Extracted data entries
════════

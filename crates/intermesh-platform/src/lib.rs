//! `intermesh-platform` – The platform routing stage.
//!
//! The stage closest to the platforms' control plane: it owns bridge
//! lifecycle, keeps the registry in step with platform and device changes,
//! answers discovery queries locally and implements virtual (platform to
//! platform) subscriptions by rewriting observations in flight.
//!
//! # Modules
//!
//! - [`stage`] – [`PlatformRoutingStage`]: downstream and upstream dispatch,
//!   virtual-subscription tables and startup recovery.

pub mod stage;

pub use stage::PlatformRoutingStage;
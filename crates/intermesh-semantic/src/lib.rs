//! `intermesh-semantic` – The semantic routing stage.
//!
//! Sits between platform routing and the bridges and decides, per platform
//! and per direction, whether a message detours through the translation
//! service before reaching its destination.
//!
//! # Modules
//!
//! - [`stage`] – [`SemanticRoutingStage`]: the per-platform routing table,
//!   downstream and upstream dispatch, translation return listeners.
//! - [`translation`] – the [`TranslationService`] seam, [`TranslationError`]
//!   and [`NoopTranslation`] for deployments without translation.
//! - [`ipsm`] – [`IpsmApiClient`], the HTTP client that reconciles
//!   translation channels against a platform's declared alignments.

pub mod ipsm;
pub mod stage;
pub mod translation;

pub use ipsm::{ChannelAction, ChannelInfo, ChannelInput, IpsmApiClient};
pub use stage::SemanticRoutingStage;
pub use translation::{NoopTranslation, TranslationError, TranslationService};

════════

*TO DO*:
Write out every line of the data again, exactly as it reads.

*RESPONSE BOX*:
filename crates/intermesh-platform/src/lib.rs
//! `intermesh-platform` – The platform routing stage.
//!
//! The stage closest to the platforms' control plane: it owns bridge
//! lifecycle, keeps the registry in step with platform and device changes,
//! answers discovery queries locally and implements virtual (platform to
//! platform) subscriptions by rewriting observations in flight.
//!
//! # Modules
//!
//! - [`stage`] – [`PlatformRoutingStage`]: downstream and upstream dispatch,
//!   virtual-subscription tables and startup recovery.

pub mod stage;

pub use stage::PlatformRoutingStage;
filename crates/intermesh-semantic/src/lib.rs
//! `intermesh-semantic` – The semantic routing stage.
//!
//! Sits between platform routing and the bridges and decides, per platform
//! and per direction, whether a message detours through the translation
//! service before reaching its destination.
//!
//! # Modules
//!
//! - [`stage`] – [`SemanticRoutingStage`]: the per-platform routing table,
//!   downstream and upstream dispatch, translation return listeners.
//! - [`translation`] – the [`TranslationService`] seam, [`TranslationError`]
//!   and [`NoopTranslation`] for deployments without translation.
//! - [`ipsm`] – [`IpsmApiClient`], the HTTP client that reconciles
//!   translation channels against a platform's declared alignments.

pub mod ipsm;
pub mod stage;
pub mod translation;

pub use ipsm::{ChannelAction, ChannelInfo, ChannelInput, IpsmApiClient};
pub use stage::SemanticRoutingStage;
pub use translation::{NoopTranslation, TranslationError, TranslationService};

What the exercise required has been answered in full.